Steamboat Springs The city of Steamboat Springs saw another increase in sales tax revenues for the month of November.
The city released November numbers Thursday. Citywide November sales tax revenues were up 6.74 percent compared to November 2005. With only December sales tax numbers left for 2006, the city is up 12.03 percent over 2005. Through November, the city had collected $15,735,309 from sales tax. During the same period in 2005 the city had collected $14,045,401.
The city is funded almost solely by sales tax revenues.
"I think we had a pretty good preseason and Thanksgiving holiday," said Sandy Evans Hall, executive vice president of the Steamboat Springs Chamber Resort Association.
November is one of the smallest months - along with April, May and October - in terms of sales tax revenues, but Hall thought a considerable number of people were in town.
There were more hunters and construction workers occupying hotel rooms, she said.
The sales tax revenues are broken down by region and category, such as "sporting goods." Revenue generated in the area of the U.S. Highway 40 corridor was up nearly 11 percent this November compared to November 2005. Downtown revenues were down more than 1.5 percent.
For the second month in 2006, "miscellaneous retail" sales tax revenues were down in the downtown region. November 2006 revenues were down 7.3 percent compared to November 2005.
Main Street Steamboat Springs Executive Director Tracy Barnett said the decrease might be partially due to some stores that had closed and were in the process of reopening.
"Even if they were open it would have been close," Barnett said. "It doesn't look great obviously, which just shows why we need to work hard to make it better."

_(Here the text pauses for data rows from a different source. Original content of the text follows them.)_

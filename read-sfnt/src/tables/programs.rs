//! The `cvt `, `fpgm` and `prep` (hinting data) tables.

use std::io::{Read, Seek};

use graver_types::Tag;

use crate::{FontStream, ReadError};

pub const CVT_TAG: Tag = Tag::new(b"cvt ");
pub const FPGM_TAG: Tag = Tag::new(b"fpgm");
pub const PREP_TAG: Tag = Tag::new(b"prep");

/// Unscaled control values in font units.
#[derive(Clone, Default, Debug)]
pub struct ControlValues {
    pub values: Vec<i16>,
}

impl ControlValues {
    pub fn read<R: Read + Seek>(
        stream: &mut FontStream<R>,
        table_length: u32,
    ) -> Result<Self, ReadError> {
        let count = table_length as usize / 2;
        let mut values = Vec::with_capacity(count);
        for _ in 0..count {
            values.push(stream.read_i16()?);
        }
        Ok(Self { values })
    }
}

/// Reads a raw bytecode table (`fpgm` or `prep`).
pub fn read_bytecode<R: Read + Seek>(
    stream: &mut FontStream<R>,
    table_length: u32,
) -> Result<Vec<u8>, ReadError> {
    stream.read_bytes(table_length as usize)
}
//! Glyph identifiers.

/// A 16-bit glyph identifier.
#[derive(Copy, Clone, Default, PartialEq, Eq, PartialOrd, Ord, Hash, Debug)]
#[repr(transparent)]
pub struct GlyphId(u16);

impl GlyphId {
    /// The identifier reserved for unmapped characters.
    pub const NOTDEF: Self = Self(0);

    pub const fn new(raw: u16) -> Self {
        Self(raw)
    }

    pub const fn to_u16(self) -> u16 {
        self.0
    }

    pub const fn to_usize(self) -> usize {
        self.0 as usize
    }
}

impl From<u16> for GlyphId {
    fn from(raw: u16) -> Self {
        Self(raw)
    }
}

impl core::fmt::Display for GlyphId {
    fn fmt(&self, f: &mut core::fmt::Formatter<'_>) -> core::fmt::Result {
        write!(f, "{}", self.0)
    }
}
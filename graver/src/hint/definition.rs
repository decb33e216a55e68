//! Function and instruction definitions.

use super::{error::HintErrorKind, program::Program};

/// A function (`FDEF`) or instruction (`IDEF`) body recorded by the
/// font or control value program.
#[derive(Copy, Clone, Default, Debug)]
pub struct Definition {
    pub program: Program,
    /// Offset of the first instruction after the defining opcode.
    pub start: u32,
    /// Offset of the matching `ENDF`.
    pub end: u32,
    /// The function number or the opcode being defined.
    pub key: i32,
    pub is_active: bool,
}

/// A fixed-capacity table of definitions keyed by function number or
/// opcode.
#[derive(Clone, Default, Debug)]
pub struct DefinitionTable {
    entries: Vec<Definition>,
}

impl DefinitionTable {
    pub fn new(capacity: usize) -> Self {
        Self {
            entries: vec![Definition::default(); capacity],
        }
    }

    pub fn reset(&mut self, capacity: usize) {
        self.entries.clear();
        self.entries.resize(capacity, Definition::default());
    }

    /// Records a definition in the slot matching its key. Function
    /// numbers index directly; instruction definitions take the first
    /// free slot.
    pub fn define(&mut self, key: i32, definition: Definition) -> Result<(), HintErrorKind> {
        let index = if self
            .entries
            .get(key as usize)
            .map(|entry| !entry.is_active || entry.key == key)
            .unwrap_or(false)
        {
            key as usize
        } else {
            self.entries
                .iter()
                .position(|entry| !entry.is_active)
                .ok_or(HintErrorKind::InvalidDefinition(key as usize))?
        };
        self.entries[index] = definition;
        Ok(())
    }

    pub fn get(&self, key: i32) -> Result<Definition, HintErrorKind> {
        // Fast path: definitions usually live at their own index.
        if let Some(entry) = self.entries.get(key as usize) {
            if entry.is_active && entry.key == key {
                return Ok(*entry);
            }
        }
        self.entries
            .iter()
            .find(|entry| entry.is_active && entry.key == key)
            .copied()
            .ok_or(HintErrorKind::InvalidDefinition(key.max(0) as usize))
    }
}
//! The `hhea` and `vhea` (metrics header) tables.
//!
//! Both tables share one layout, differing only in which axis the
//! fields describe, so a single type covers horizontal and vertical
//! headers.

use std::io::{Read, Seek};

use graver_types::Tag;

use crate::{FontStream, ReadError};

pub const TAG: Tag = Tag::new(b"hhea");
pub const VERTICAL_TAG: Tag = Tag::new(b"vhea");

/// Header for a set of per-glyph metrics.
#[derive(Copy, Clone, Debug)]
pub struct MetricsHeader {
    pub ascender: i16,
    pub descender: i16,
    pub line_gap: i16,
    pub max_advance: u16,
    /// Number of full (advance + bearing) records in the matching
    /// `hmtx`/`vmtx` table.
    pub number_of_long_metrics: u16,
}

impl MetricsHeader {
    pub fn read<R: Read + Seek>(
        stream: &mut FontStream<R>,
        num_glyphs: u16,
    ) -> Result<Self, ReadError> {
        let _version = stream.read_u32()?;
        let ascender = stream.read_i16()?;
        let descender = stream.read_i16()?;
        let line_gap = stream.read_i16()?;
        let max_advance = stream.read_u16()?;
        // min bearings, max extent, caret slope/offset, reserved, format
        stream.skip(22)?;
        let number_of_long_metrics = stream.read_u16()?;
        if number_of_long_metrics == 0 || number_of_long_metrics > num_glyphs {
            return Err(ReadError::InvalidMetricCount(number_of_long_metrics));
        }
        Ok(Self {
            ascender,
            descender,
            line_gap,
            max_advance,
            number_of_long_metrics,
        })
    }
}

#[cfg(test)]
pub(crate) mod tests {
    use super::MetricsHeader;
    use crate::{FontStream, ReadError};

    pub(crate) fn hhea_bytes(
        ascender: i16,
        descender: i16,
        line_gap: i16,
        num_long: u16,
    ) -> Vec<u8> {
        let mut data = Vec::new();
        data.extend_from_slice(&0x00010000u32.to_be_bytes());
        data.extend_from_slice(&ascender.to_be_bytes());
        data.extend_from_slice(&descender.to_be_bytes());
        data.extend_from_slice(&line_gap.to_be_bytes());
        data.extend_from_slice(&1000u16.to_be_bytes()); // max advance
        data.extend_from_slice(&[0; 22]);
        data.extend_from_slice(&num_long.to_be_bytes());
        data
    }

    #[test]
    fn reads_fields() {
        let mut stream = FontStream::from_vec(hhea_bytes(800, -200, 90, 3));
        let hhea = MetricsHeader::read(&mut stream, 4).unwrap();
        assert_eq!(hhea.ascender, 800);
        assert_eq!(hhea.descender, -200);
        assert_eq!(hhea.line_gap, 90);
        assert_eq!(hhea.number_of_long_metrics, 3);
    }

    #[test]
    fn rejects_metric_count_above_glyph_count() {
        let mut stream = FontStream::from_vec(hhea_bytes(800, -200, 90, 5));
        assert!(matches!(
            MetricsHeader::read(&mut stream, 4),
            Err(ReadError::InvalidMetricCount(5))
        ));
    }
}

Downtown restaurant revenues have increased every month compared to 2005. Downtown revenues overall are up nearly 5 percent compared to the same time period in 2005.
Hall said that compared to other Colorado resort communities, Steamboat's monthly taxable sales totals show Steamboat has a diverse economy.
"We're seeing a lot more construction, residential and regional growth," Hall said. "Those all add to a more year-round taxable base."
Hall said she is anxious to see December's numbers, which will be released in a month. Historically, December is the biggest month in terms of sales revenues. The numbers are a good measure of how the business community did during the Christmas shopping season.
"I think we had a pretty good December," Hall said. "If we match last year that will be great."